Alternatives to expensive medicines: the legal leeway is limited
Life Sciences A lot has been published recently about finding alternatives to expensive medicines. This is partly due to the report the Dutch Council for Public Health and Society published at the end of 2017, which stated that the government must be able to intervene in cases where manufacturers do not charge socially acceptable prices for their products — by encouraging pharmacy preparation and issuing compulsory licenses.
The report has ensured that things start moving — which is positive, since neither manufacturers, nor authorities or patients benefit from lengthy discussions. But from a legal perspective, the ability to apply the alternatives set out on the Council’s report is limited, and so far, little attention has been paid to that limitation.
The first limitation, and an important one, is the fact that these expensive new medicines are protected by patents that prevent them from being copied. Consequently, certain uses of these patents, such as the preparation, sale and commercial use of the medicines covered by the patent, is exclusively reserved for the patent holder — which is usually the manufacturer.
This means that under European and Dutch patent laws, it is forbidden for pharmacists to copy new medicines, even if they prepare them solely for their own patients.
So could compulsory licenses for these patents be a solution? It is important to recognize that compulsory licenses are meant as an exception to the exclusive protection of patents — and therefore are rarely applied. But if the government decides to allow a compulsory license, then a company other than the patent holder may develop the medicine.
However a compulsory license is only granted if this is deemed in the public interest, for example in the case of epidemics of diseases for which there are not enough medicines available. Maybe the recent discussion about expensive medicines will lead to concerns over public health, and accessibility to medicines, being labeled as public interest.
But for the time being compulsory licenses offer limited scope. And if a license is granted, the licensee must pay a reasonable fee to the patent holder, as compensation.
Even if one is allowed to copy a medicine, there are still other hurdles to overcome. Medicines may not be marketed without a marketing authorization — but an exception applies to medicines prepared in a pharmacy on a small scale, that are supplied directly to the pharmacy’s patients.
As this exception is therefore limited to a relatively small number of patients, preparation of medicines by a pharmacy is unlikely to be a realistic alternative to expensive medicines.
The supply of medicines from one pharmacy to another is prohibited by European and Dutch law, but is tolerated in the Netherlands — if there are no alternatives available with a marketing authorization.
Another interesting possibility is the repurposing of medicines that are already approved.
In the case of expensive medicines, there will nearly always be an available alternative that has a marketing authorization, so this pharmacy-to-pharmacy supply will not be an alternative solution to expensive medicines, either.
So what are the realistic alternatives to ensure the availability of expensive medicines on the Dutch market? The price negotiations that Minister Bruins (Medical Care and Sport) enters into with manufacturers could offer a potential avenue.
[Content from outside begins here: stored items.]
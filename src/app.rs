//! Main application coordinator

use std::future::Future;
use std::io;
use std::sync::atomic::{AtomicBool, Ordering};
use std::sync::Arc;
use std::time::Duration;

use anyhow::Result;
use chrono::{DateTime, Utc};
use crossterm::event::Event;
use crossterm::terminal::{self, EnterAlternateScreen, LeaveAlternateScreen};
use ratatui::backend::CrosstermBackend;
use ratatui::Terminal;
use tracing::{debug, info, warn};

use crate::config::Config;
use crate::core::{DtopError, TableData, ViewMode};
use crate::docker::{DockerClient, DockerSource, SnapshotSource};
use crate::snapshot::{format_containers, format_images};
use crate::ui::{TableStyle, UiApp};

/// How long the loop waits for input before checking the shutdown flag
const TICK_RATE: Duration = Duration::from_millis(250);

/// Main application struct
pub struct App {
    config: Config,
    mode: ViewMode,
    shutdown: Arc<AtomicBool>,
}

impl App {
    /// Create a new application instance
    pub fn new(config: Config, mode: ViewMode) -> Self {
        info!("Creating new App instance (mode={})", mode);
        Self {
            config,
            mode,
            shutdown: Arc::new(AtomicBool::new(false)),
        }
    }

    /// Connect to Docker
    pub async fn connect(config: &Config) -> crate::core::Result<DockerSource> {
        let client = if let Some(host) = &config.docker.host {
            DockerClient::with_host(host).await?
        } else {
            DockerClient::from_env().await?
        };

        Ok(DockerSource::new(client, config.docker.all))
    }

    /// Run the application: one snapshot, then the event loop until quit
    pub async fn run(&mut self) -> Result<()> {
        let startup = async {
            let source = Self::connect(&self.config).await?;
            info!("Connected to {}", source.connection_info());
            load_snapshot(&source, self.mode, Utc::now()).await
        };
        let data = until_interrupted(startup, interrupt_signal()).await?;
        info!("Loaded snapshot with {} rows", data.rows.len());

        let mut ui_app = UiApp::new(data, self.mode, TableStyle::default());

        info!("Starting main application loop");
        self.watch_interrupt();
        let mut terminal = setup_terminal()?;

        let result = self.run_event_loop(&mut terminal, &mut ui_app);

        // Cleanup terminal
        restore_terminal(&mut terminal)?;

        result
    }

    /// Raise the shutdown flag on SIGINT; checked by the loop every tick
    fn watch_interrupt(&self) {
        let flag = self.shutdown.clone();
        tokio::spawn(async move {
            interrupt_signal().await;
            flag.store(true, Ordering::SeqCst);
        });
    }

    /// Run the event loop
    fn run_event_loop(
        &self,
        terminal: &mut Terminal<CrosstermBackend<io::Stdout>>,
        ui_app: &mut UiApp,
    ) -> Result<()> {
        // Render once before the first event
        terminal.draw(|f| ui_app.draw(f))?;

        loop {
            if self.shutdown.load(Ordering::SeqCst) {
                info!("Shutdown signal received, exiting event loop");
                break;
            }

            if !crossterm::event::poll(TICK_RATE)? {
                continue;
            }

            let event = crossterm::event::read()?;
            if matches!(event, Event::Mouse(_) | Event::FocusGained | Event::FocusLost) {
                continue;
            }
            ui_app.handle_event(event);

            if ui_app.should_quit {
                info!("Quit signal received, exiting event loop");
                break;
            }

            terminal.draw(|f| ui_app.draw(f))?;
        }

        Ok(())
    }
}

/// Run `startup` unless `interrupt` resolves first
pub async fn until_interrupted<T, F, I>(startup: F, interrupt: I) -> crate::core::Result<T>
where
    F: Future<Output = crate::core::Result<T>>,
    I: Future<Output = ()>,
{
    tokio::select! {
        result = startup => result,
        () = interrupt => {
            warn!("Interrupted before the snapshot was loaded");
            Err(DtopError::Interrupted)
        }
    }
}

/// Resolves on SIGINT, never when the handler cannot be installed
async fn interrupt_signal() {
    if let Err(e) = tokio::signal::ctrl_c().await {
        warn!("Could not listen for interrupts: {}", e);
        std::future::pending::<()>().await;
    }
}

/// Fetch the records for `mode` and format them against `now`
pub async fn load_snapshot<S>(
    source: &S,
    mode: ViewMode,
    now: DateTime<Utc>,
) -> crate::core::Result<TableData>
where
    S: SnapshotSource + ?Sized,
{
    debug!("Loading {} snapshot", mode);

    match mode {
        ViewMode::ListImages => {
            let images = source.list_images().await?;
            Ok(format_images(&images, now))
        }
        ViewMode::ListContainers | ViewMode::LogContainer => {
            let containers = source.list_containers().await?;
            Ok(format_containers(&containers, now))
        }
    }
}

/// Setup the terminal for TUI
fn setup_terminal() -> Result<Terminal<CrosstermBackend<io::Stdout>>> {
    info!("Setting up terminal");

    terminal::enable_raw_mode()?;
    let mut stdout = io::stdout();
    crossterm::execute!(stdout, EnterAlternateScreen)?;

    let backend = CrosstermBackend::new(stdout);
    let terminal = Terminal::new(backend)?;

    info!("Terminal setup complete");
    Ok(terminal)
}

/// Restore terminal to original state
fn restore_terminal(terminal: &mut Terminal<CrosstermBackend<io::Stdout>>) -> Result<()> {
    info!("Restoring terminal");

    terminal::disable_raw_mode()?;
    crossterm::execute!(terminal.backend_mut(), LeaveAlternateScreen)?;
    terminal.show_cursor()?;

    info!("Terminal restored");
    Ok(())
}
use thiserror::Error;

/// Main error type for dtop
#[derive(Error, Debug)]
pub enum DtopError {
    /// Docker API errors
    #[error("Docker error: {0}")]
    Docker(#[from] DockerError),

    /// Configuration errors
    #[error("Configuration error: {0}")]
    Config(#[from] ConfigError),

    /// IO errors
    #[error("IO error: {0}")]
    Io(#[from] std::io::Error),

    /// Interrupted before the first frame was drawn
    #[error("Interrupted while loading the snapshot")]
    Interrupted,
}

/// Docker-specific errors
#[derive(Error, Debug)]
pub enum DockerError {
    /// Connection errors
    #[error("Failed to connect to Docker: {0}")]
    Connection(String),

    /// Permission denied
    #[error("Permission denied accessing Docker")]
    PermissionDenied,

    /// Snapshot listing failed
    #[error("Failed to list {resource}: {message}")]
    Fetch { resource: String, message: String },
}

/// A single runtime record that cannot be turned into a row
#[derive(Error, Debug, Clone, PartialEq, Eq)]
pub enum RecordError {
    /// Repository tag without a `:` separator
    #[error("malformed repository tag '{tag}' on image {image}")]
    MalformedTag { image: String, tag: String },
}

/// Configuration errors
#[derive(Error, Debug)]
pub enum ConfigError {
    /// Parse errors
    #[error("Failed to parse configuration: {0}")]
    Parse(String),

    /// Validation errors
    #[error("Configuration validation failed: {0}")]
    Validation(String),

    /// File not found
    #[error("Configuration file not found: {0}")]
    NotFound(String),
}

/// Result type alias
pub type Result<T> = std::result::Result<T, DtopError>;

impl DtopError {
    /// Get a user-friendly error message
    pub fn user_message(&self) -> String {
        match self {
            DtopError::Docker(DockerError::Connection(_)) => {
                "Could not connect to Docker. Please ensure Docker is running.".to_string()
            }
            DtopError::Docker(DockerError::PermissionDenied) => {
                "Permission denied. Please check your Docker permissions.".to_string()
            }
            DtopError::Config(ConfigError::NotFound(path)) => {
                format!("Configuration file not found: {}", path)
            }
            _ => self.to_string(),
        }
    }
}

impl DockerError {
    /// Map a bollard failure for a list call, keeping permission problems distinct
    pub fn fetch(resource: &str, err: bollard::errors::Error) -> Self {
        let message = err.to_string();
        if message.to_lowercase().contains("permission denied") {
            return DockerError::PermissionDenied;
        }
        DockerError::Fetch {
            resource: resource.to_string(),
            message,
        }
    }
}

impl From<toml::de::Error> for DtopError {
    fn from(err: toml::de::Error) -> Self {
        DtopError::Config(ConfigError::Parse(err.to_string()))
    }
}
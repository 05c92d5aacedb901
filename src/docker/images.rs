//! Image listing

use bollard::image::ListImagesOptions;
use tracing::{debug, info};

use crate::core::{DockerError, ImageRecord, Result};
use crate::docker::DockerClient;

impl DockerClient {
    /// List top-level images
    pub async fn list_images(&self) -> Result<Vec<ImageRecord>> {
        debug!("Listing images");

        let options = ListImagesOptions::<String> {
            all: false,
            ..Default::default()
        };

        let images = self
            .inner()
            .list_images(Some(options))
            .await
            .map_err(|e| DockerError::fetch("images", e))?;

        info!("Found {} images", images.len());

        Ok(images.into_iter().map(ImageRecord::from).collect())
    }
}

impl From<bollard::models::ImageSummary> for ImageRecord {
    fn from(i: bollard::models::ImageSummary) -> Self {
        Self {
            id: i.id,
            repo_tags: i.repo_tags,
            created: i.created,
            size: i.size,
        }
    }
}

#[cfg(test)]
mod tests {
    use super::*;

    #[tokio::test]
    #[ignore = "requires Docker daemon"]
    async fn test_list_images() {
        let client = DockerClient::from_env().await.unwrap();
        let images = client.list_images().await;
        assert!(images.is_ok());
    }
}
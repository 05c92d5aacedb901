//! Container listing

use bollard::container::ListContainersOptions;
use tracing::{debug, info};

use crate::core::{ContainerRecord, DockerError, PortMapping, Result};
use crate::docker::DockerClient;

impl DockerClient {
    /// List containers; stopped ones only when `all` is set
    pub async fn list_containers(&self, all: bool) -> Result<Vec<ContainerRecord>> {
        debug!("Listing containers (all={})", all);

        let options = ListContainersOptions::<String> {
            all,
            ..Default::default()
        };

        let containers = self
            .inner()
            .list_containers(Some(options))
            .await
            .map_err(|e| DockerError::fetch("containers", e))?;

        info!("Found {} containers", containers.len());

        Ok(containers.into_iter().map(ContainerRecord::from).collect())
    }
}

impl From<bollard::models::ContainerSummary> for ContainerRecord {
    fn from(c: bollard::models::ContainerSummary) -> Self {
        let ports = c
            .ports
            .unwrap_or_default()
            .into_iter()
            .map(|p| PortMapping {
                private_port: p.private_port,
                public_port: p.public_port,
                protocol: p
                    .typ
                    .map(|t| t.to_string())
                    .filter(|t| !t.is_empty())
                    .unwrap_or_else(|| "tcp".to_string()),
            })
            .collect();

        Self {
            id: c.id.unwrap_or_default(),
            names: c.names.unwrap_or_default(),
            image: c.image.unwrap_or_default(),
            command: c.command.unwrap_or_default(),
            created: c.created.unwrap_or(0),
            state: c.state.unwrap_or_default(),
            ports,
        }
    }
}

#[cfg(test)]
mod tests {
    use super::*;
    use bollard::models::{Port, PortTypeEnum};

    #[test]
    fn test_from_bollard_summary() {
        let summary = bollard::models::ContainerSummary {
            id: Some("abc123456789def".to_string()),
            names: Some(vec!["/web".to_string()]),
            image: Some("nginx".to_string()),
            command: Some("nginx -g daemon".to_string()),
            created: Some(1_700_000_000),
            state: Some("running".to_string()),
            ports: Some(vec![Port {
                ip: None,
                private_port: 80,
                public_port: Some(8080),
                typ: Some(PortTypeEnum::TCP),
            }]),
            ..Default::default()
        };

        let record = ContainerRecord::from(summary);
        assert_eq!(record.names, vec!["/web"]);
        assert_eq!(record.created, 1_700_000_000);
        assert_eq!(record.ports[0].protocol, "tcp");
        assert_eq!(record.ports[0].public_port, Some(8080));
    }

    #[test]
    fn test_from_empty_summary() {
        let record = ContainerRecord::from(bollard::models::ContainerSummary::default());
        assert!(record.id.is_empty());
        assert!(record.names.is_empty());
        assert!(record.ports.is_empty());
    }

    #[tokio::test]
    #[ignore = "requires Docker daemon"]
    async fn test_list_containers() {
        let client = DockerClient::from_env().await.unwrap();
        let containers = client.list_containers(false).await;
        assert!(containers.is_ok());
    }
}
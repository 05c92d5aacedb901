//! Core type definitions and shared types

/// Table column: a title and a fixed content width in character cells
#[derive(Debug, Clone, Copy, PartialEq, Eq)]
pub struct Column {
    pub title: &'static str,
    pub width: u16,
}

impl Column {
    pub const fn new(title: &'static str, width: u16) -> Self {
        Self { title, width }
    }
}

/// One display string per column, positionally aligned
pub type Row = Vec<String>;

/// Formatted snapshot ready to be handed to a table widget
#[derive(Debug, Clone, PartialEq, Eq)]
pub struct TableData {
    pub columns: Vec<Column>,
    pub rows: Vec<Row>,
}

/// Which screen the controller is showing
#[derive(Debug, Clone, Copy, PartialEq, Eq)]
pub enum ViewMode {
    ListContainers,
    ListImages,
    /// Per-container log screen. Declared for the drill-down action, which is
    /// not wired yet; no transition produces it.
    LogContainer,
}

impl ViewMode {
    /// Mode after the drill-down (enter) action.
    ///
    /// The log screen has no destination defined yet, so every mode stays put.
    pub fn on_drill_down(self) -> Self {
        self
    }

    /// Get the display name for this mode
    pub fn name(&self) -> &'static str {
        match self {
            ViewMode::ListContainers => "Containers",
            ViewMode::ListImages => "Images",
            ViewMode::LogContainer => "Logs",
        }
    }
}

impl std::fmt::Display for ViewMode {
    fn fmt(&self, f: &mut std::fmt::Formatter<'_>) -> std::fmt::Result {
        write!(f, "{}", self.name())
    }
}

/// Side effect requested by key handling
#[derive(Debug, Clone, PartialEq, Eq)]
pub enum Effect {
    None,
    /// Stop the event loop
    Quit,
    /// Show a one-shot message
    Print(String),
}

#[cfg(test)]
mod tests {
    use super::*;

    #[test]
    fn test_drill_down_keeps_mode() {
        assert_eq!(
            ViewMode::ListContainers.on_drill_down(),
            ViewMode::ListContainers
        );
        assert_eq!(ViewMode::ListImages.on_drill_down(), ViewMode::ListImages);
    }

    #[test]
    fn test_view_mode_display() {
        assert_eq!(ViewMode::ListContainers.to_string(), "Containers");
        assert_eq!(ViewMode::LogContainer.to_string(), "Logs");
    }
}
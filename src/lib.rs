//! dtop - terminal viewer for a local Docker runtime
//!
//! Takes one snapshot of the containers or images at launch and shows it in a
//! navigable table.

pub mod app;
pub mod config;
pub mod core;
pub mod docker;
pub mod snapshot;
pub mod ui;
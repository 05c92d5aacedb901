use std::path::Path;

use tracing::{debug, info};

use crate::core::{ConfigError, Result};

pub mod model;

pub use model::*;

/// Accepted values for `logging.level`
const LOG_LEVELS: &[&str] = &["error", "warn", "info", "debug", "trace"];

impl Config {
    /// Load configuration from a specific file path
    pub fn load<P: AsRef<Path>>(path: P) -> Result<Self> {
        let path = path.as_ref();
        info!("Loading configuration from: {}", path.display());

        if !path.exists() {
            return Err(ConfigError::NotFound(path.display().to_string()).into());
        }

        let contents = std::fs::read_to_string(path)?;
        let config: Config = toml::from_str(&contents)?;

        config.validate()?;
        debug!("Configuration loaded and validated successfully");

        Ok(config)
    }

    /// Load configuration from default locations
    pub fn load_default() -> Result<Self> {
        use directories::ProjectDirs;

        if let Some(proj_dirs) = ProjectDirs::from("com", "dtop", "dtop") {
            let config_path = proj_dirs.config_dir().join("config.toml");

            if config_path.exists() {
                return Self::load(&config_path);
            }
        }

        // Try current directory
        let local_config = std::path::PathBuf::from("config.toml");
        if local_config.exists() {
            return Self::load(&local_config);
        }

        info!("No configuration file found, using defaults");
        Ok(Config::default())
    }

    /// Validate the configuration
    fn validate(&self) -> Result<()> {
        if !LOG_LEVELS.contains(&self.logging.level.as_str()) {
            return Err(ConfigError::Validation(format!(
                "logging.level must be one of {}",
                LOG_LEVELS.join(", ")
            ))
            .into());
        }

        Ok(())
    }
}
pub mod errors;
pub mod types;

pub use errors::*;
pub use types::{Column, Effect, Row, TableData, ViewMode};

/// Docker connection information
#[derive(Debug, Clone, PartialEq, Eq)]
pub struct ConnectionInfo {
    pub host: String,
    pub version: String,
    pub api_version: String,
}

impl std::fmt::Display for ConnectionInfo {
    fn fmt(&self, f: &mut std::fmt::Formatter<'_>) -> std::fmt::Result {
        write!(
            f,
            "Docker {} (API {}) at {}",
            self.version, self.api_version, self.host
        )
    }
}

/// Port exposed by a container
#[derive(Debug, Clone, PartialEq, Eq)]
pub struct PortMapping {
    pub private_port: u16,
    pub public_port: Option<u16>,
    pub protocol: String,
}

/// Container as returned by a list call, reduced to the fields the views read
#[derive(Debug, Clone, Default, PartialEq, Eq)]
pub struct ContainerRecord {
    pub id: String,
    pub names: Vec<String>,
    pub image: String,
    pub command: String,
    /// Creation time in epoch seconds
    pub created: i64,
    pub state: String,
    pub ports: Vec<PortMapping>,
}

/// Image as returned by a list call
#[derive(Debug, Clone, Default, PartialEq, Eq)]
pub struct ImageRecord {
    /// Content-addressed ID, usually `sha256:<hex>`
    pub id: String,
    pub repo_tags: Vec<String>,
    /// Creation time in epoch seconds
    pub created: i64,
    /// Size in bytes
    pub size: i64,
}
use std::sync::Arc;

use bollard::Docker;
use tracing::{debug, info};

use crate::core::{ConnectionInfo, DockerError, Result};

/// Seconds before a request to a remote daemon is abandoned
const REMOTE_TIMEOUT_SECS: u64 = 120;

/// How a configured host address is reached
#[derive(Debug, Clone, Copy, PartialEq, Eq)]
enum Transport {
    Unix,
    Http,
}

impl Transport {
    fn for_host(host: &str) -> Self {
        if host.starts_with("unix://") {
            Transport::Unix
        } else {
            Transport::Http
        }
    }
}

/// Docker client wrapper
#[derive(Clone)]
pub struct DockerClient {
    inner: Arc<Docker>,
    connection_info: ConnectionInfo,
}

impl DockerClient {
    /// Create a new client from environment (DOCKER_HOST, etc.)
    pub async fn from_env() -> Result<Self> {
        info!("Creating Docker client from environment");

        // Dispatches on the DOCKER_HOST scheme, local socket when unset
        let docker = Docker::connect_with_defaults()
            .map_err(|e| DockerError::Connection(e.to_string()))?;

        let host = std::env::var("DOCKER_HOST").unwrap_or_else(|_| "local".to_string());
        Self::new(docker, host).await
    }

    /// Create a new client with custom host
    pub async fn with_host(host: &str) -> Result<Self> {
        info!("Creating Docker client with host: {}", host);

        let docker = match Transport::for_host(host) {
            Transport::Unix => connect_unix(host)?,
            Transport::Http => {
                Docker::connect_with_http(host, REMOTE_TIMEOUT_SECS, bollard::API_DEFAULT_VERSION)
                    .map_err(|e| DockerError::Connection(e.to_string()))?
            }
        };

        Self::new(docker, host.to_string()).await
    }

    /// Internal constructor
    async fn new(docker: Docker, host: String) -> Result<Self> {
        debug!("Fetching Docker version information");

        let version = docker
            .version()
            .await
            .map_err(|e| DockerError::Connection(e.to_string()))?;

        let info = ConnectionInfo {
            host,
            version: version.version.unwrap_or_else(|| "unknown".to_string()),
            api_version: version.api_version.unwrap_or_else(|| "unknown".to_string()),
        };

        debug!("Docker client initialized at {}", info.host);

        Ok(Self {
            inner: Arc::new(docker),
            connection_info: info,
        })
    }

    /// Get connection information
    pub fn connection_info(&self) -> &ConnectionInfo {
        &self.connection_info
    }

    pub(crate) fn inner(&self) -> &Docker {
        &self.inner
    }
}

#[cfg(unix)]
fn connect_unix(host: &str) -> Result<Docker> {
    Docker::connect_with_unix(host, REMOTE_TIMEOUT_SECS, bollard::API_DEFAULT_VERSION)
        .map_err(|e| DockerError::Connection(e.to_string()).into())
}

#[cfg(not(unix))]
fn connect_unix(host: &str) -> Result<Docker> {
    Err(DockerError::Connection(format!("unix sockets are not supported here: {}", host)).into())
}

#[cfg(test)]
mod tests {
    use super::*;

    // Note: These tests require Docker to be running
    // Mark them with #[ignore] for CI environments without Docker

    #[tokio::test]
    #[ignore = "requires Docker daemon"]
    async fn test_from_env() {
        let client = DockerClient::from_env().await;
        assert!(client.is_ok());

        let client = client.unwrap();
        assert!(!client.connection_info().version.is_empty());
    }

    #[test]
    fn test_transport_for_host() {
        assert_eq!(
            Transport::for_host("unix:///var/run/docker.sock"),
            Transport::Unix
        );
        assert_eq!(Transport::for_host("tcp://10.0.0.5:2375"), Transport::Http);
        assert_eq!(Transport::for_host("http://10.0.0.5:2375"), Transport::Http);
    }

    #[cfg(unix)]
    #[tokio::test]
    async fn test_with_missing_unix_socket() {
        let client = DockerClient::with_host("unix:///nonexistent/dtop/docker.sock").await;
        assert!(matches!(
            client,
            Err(crate::core::DtopError::Docker(DockerError::Connection(_)))
        ));
    }

    #[tokio::test]
    async fn test_with_invalid_host() {
        let client = DockerClient::with_host("tcp://127.0.0.1:1").await;
        assert!(client.is_err());
    }
}
//! Container snapshot formatting

use chrono::{DateTime, Utc};
use tracing::debug;

use crate::core::{Column, ContainerRecord, PortMapping, Row, TableData};
use crate::snapshot::{humanize, short_id};

/// Fixed columns of the container list
pub const CONTAINER_COLUMNS: [Column; 7] = [
    Column::new("Container ID", 15),
    Column::new("Name", 30),
    Column::new("Image", 40),
    Column::new("Command", 30),
    Column::new("Created", 15),
    Column::new("State", 10),
    Column::new("Ports", 70),
];

/// Build the container table. Records without a name are skipped.
pub fn format_containers(records: &[ContainerRecord], now: DateTime<Utc>) -> TableData {
    let rows: Vec<Row> = records
        .iter()
        .filter_map(|record| format_container(record, now))
        .collect();

    debug!(
        "Formatted {} container rows from {} records",
        rows.len(),
        records.len()
    );

    TableData {
        columns: CONTAINER_COLUMNS.to_vec(),
        rows,
    }
}

fn format_container(record: &ContainerRecord, now: DateTime<Utc>) -> Option<Row> {
    let name = record.names.first()?;

    Some(vec![
        short_id(&record.id),
        display_name(name).to_string(),
        record.image.clone(),
        record.command.clone(),
        humanize::relative_time(record.created, now),
        record.state.clone(),
        format_ports(&record.ports),
    ])
}

/// The runtime prefixes container names with `/`
fn display_name(name: &str) -> &str {
    name.strip_prefix('/').unwrap_or(name)
}

/// `"<private>/<protocol> "` for every port, trailing space included
pub fn format_ports(ports: &[PortMapping]) -> String {
    ports
        .iter()
        .map(|p| format!("{}/{} ", p.private_port, p.protocol))
        .collect()
}
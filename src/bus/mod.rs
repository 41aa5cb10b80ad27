//! Change bus
//!
//! A payload-free "a write happened" signal. Producers are the write paths
//! of the platform; the consumer is the refresh scheduler. Signals carry no
//! identity, so several of them arriving before the consumer looks are worth
//! exactly as much as one. A lagging receiver therefore loses nothing that
//! matters, it simply sees one coalesced signal.

use tokio::sync::broadcast::{self, Receiver, Sender};

#[derive(Debug, Clone)]
pub struct ChangeBus {
    sender: Sender<()>,
}

impl ChangeBus {
    /// Create a bus buffering up to `capacity` undelivered signals per
    /// receiver.
    #[must_use]
    pub fn new(capacity: usize) -> Self {
        let (sender, _) = broadcast::channel(capacity.max(1));
        Self { sender }
    }

    /// Record that a write was committed. Never blocks and never fails; with
    /// no receiver attached the signal is simply dropped.
    pub fn signal_changed(&self) {
        let _ = self.sender.send(());
    }

    pub fn subscribe(&self) -> Receiver<()> {
        self.sender.subscribe()
    }

    #[must_use]
    pub fn receiver_count(&self) -> usize {
        self.sender.receiver_count()
    }
}

impl Default for ChangeBus {
    fn default() -> Self {
        Self::new(64)
    }
}
use super::*;
use chrono::{Duration, TimeZone, Utc};
use tempfile::tempdir;

fn author(id: i64) -> CommentAuthor {
    CommentAuthor {
        id,
        name: Some(format!("user{id}")),
        email: Some(format!("user{id}@example.com")),
    }
}

#[tokio::test]
async fn test_sled_comments_are_chronological() {
    let dir = tempdir().unwrap();
    let store = SledStore::open(dir.path().to_str().unwrap()).unwrap();

    let first = store
        .insert_comment(NewComment::new(7, author(1), "first"))
        .unwrap();
    let second = store
        .insert_comment(NewComment::new(7, author(2), "second"))
        .unwrap();
    store
        .insert_comment(NewComment::new(8, author(1), "elsewhere"))
        .unwrap();

    let comments = store.comments(7).await.unwrap();
    assert_eq!(comments, vec![first, second]);
    assert!(comments[0].created_at <= comments[1].created_at);
}

#[tokio::test]
async fn test_sled_unknown_topic_is_empty() {
    let dir = tempdir().unwrap();
    let store = SledStore::open(dir.path().to_str().unwrap()).unwrap();
    assert!(store.comments(404).await.unwrap().is_empty());
    assert_eq!(store.template_stats(404).await.unwrap(), TemplateStats::empty(404));
}

#[tokio::test]
async fn test_sled_stats_follow_rebuild() {
    let dir = tempdir().unwrap();
    let store = SledStore::open(dir.path().to_str().unwrap()).unwrap();

    store
        .insert_comment(NewComment::new(3, author(1), "hello"))
        .unwrap();
    assert!(store.add_like(3, 1).unwrap());
    assert!(!store.add_like(3, 1).unwrap());
    assert!(store.add_like(3, 2).unwrap());
    store.record_answer(3, 2).unwrap();

    // The derived view is only as fresh as its last rebuild.
    assert_eq!(store.template_stats(3).await.unwrap().like_count, 0);

    store.rebuild_derived_view().await.unwrap();
    let stats = store.template_stats(3).await.unwrap();
    assert_eq!(stats.comment_count, 1);
    assert_eq!(stats.like_count, 2);
    assert_eq!(stats.answer_count, 1);
    assert!(stats.last_comment_at.is_some());

    assert!(store.remove_like(3, 2).unwrap());
    assert!(!store.remove_like(3, 2).unwrap());
    store.rebuild_derived_view().await.unwrap();
    assert_eq!(store.template_stats(3).await.unwrap().like_count, 1);
}

#[tokio::test]
async fn test_memory_store_orders_by_created_at() {
    let store = MemoryStore::new();
    let base = Utc.with_ymd_and_hms(2025, 1, 1, 12, 0, 0).unwrap();

    store
        .insert_comment_at(NewComment::new(1, author(1), "late"), base + Duration::minutes(5))
        .unwrap();
    store
        .insert_comment_at(NewComment::new(1, author(2), "early"), base)
        .unwrap();

    let contents: Vec<_> = store
        .comments(1)
        .await
        .unwrap()
        .into_iter()
        .map(|c| c.content)
        .collect();
    assert_eq!(contents, vec!["early", "late"]);
}

#[tokio::test]
async fn test_memory_store_rebuild_replaces_view() {
    let store = MemoryStore::new();
    store.add_like(5, 1).unwrap();
    store.rebuild_derived_view().await.unwrap();
    assert_eq!(store.template_stats(5).await.unwrap().like_count, 1);

    store.remove_like(5, 1).unwrap();
    store.rebuild_derived_view().await.unwrap();
    assert_eq!(store.template_stats(5).await.unwrap().like_count, 0);
}

#[test]
fn test_comment_view_wire_shape() {
    let view = NewComment::new(42, author(9), "hi").into_view(1, Utc.timestamp_opt(0, 0).unwrap());
    let json = serde_json::to_value(&view).unwrap();
    assert_eq!(json["templateId"], 42);
    assert_eq!(json["userId"], 9);
    assert_eq!(json["user"]["email"], "user9@example.com");
    assert!(json.get("createdAt").is_some());
}

#[tokio::test]
async fn test_sled_reads_do_not_create_trees() {
    let dir = tempdir().unwrap();
    let store = SledStore::open(dir.path().to_str().unwrap()).unwrap();
    let before = store.tree_names();

    for topic_id in [999, 1000, 1001] {
        assert!(store.comments(topic_id).await.unwrap().is_empty());
        assert_eq!(
            store.template_stats(topic_id).await.unwrap(),
            TemplateStats::empty(topic_id)
        );
        assert!(!store.remove_like(topic_id, 1).unwrap());
    }
    assert_eq!(store.tree_names(), before);
}

#[tokio::test]
async fn test_sled_rebuild_skips_unknown_topics() {
    let dir = tempdir().unwrap();
    let store = SledStore::open(dir.path().to_str().unwrap()).unwrap();
    store
        .insert_comment(NewComment::new(1, author(1), "real"))
        .unwrap();

    store.comments(999).await.unwrap();
    store.rebuild_derived_view().await.unwrap();

    assert_eq!(store.derived_view_len().unwrap(), 1);
    assert_eq!(store.template_stats(1).await.unwrap().comment_count, 1);
    assert_eq!(
        store.template_stats(999).await.unwrap(),
        TemplateStats::empty(999)
    );
}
However, this negotiation tool still has to be developed, from the current ‘black box’, which may lack transparency, to a more structured approach — in which both manufacturers and the government know where they stand and which factors are relevant when agreeing the price.
In this respect, the recently introduced legal framework determining which medicines are not automatically reimbursed, providing the possibility for the Minister to negotiate about the price of those medicines, is a first step. And Minister Bruin’s intention to adjust the system that a new medicine goes through before it is reimbursed to make it more cost and time efficient is another important step.
And newly-applied pricing models, like pay-for-performance, also offer possibilities to influence the pricing of medicines. We currently have more knowledge and data on how medicines perform in real life, so the price can be linked to the results and benefits of a medicine. Unfortunately, the opportunities to apply such new pricing models remain under-examined so far.
Repurposing, innovation and potential cost savings
Another interesting possibility is the repurposing of medicines that are already approved. One example where this is happening is the Antoni van Leeuwenhoek hospital, which discovered that a medicine for a rare form of lymphoma is also effective in patients with melanoma that has become resistant to standard treatment. The hospital is allowed to produce and commercialize this medicine — as the patent on the active substance has expired, and the drug is being used for another purpose.
New developments based on abandoned drugs — medicines that have not reached the market for reasons other than safety — also offer high potential. Giving these medicines a new life will likely entail innovation and cost advantages — unlike just replicating a medicine, which is a well-known innovation killer.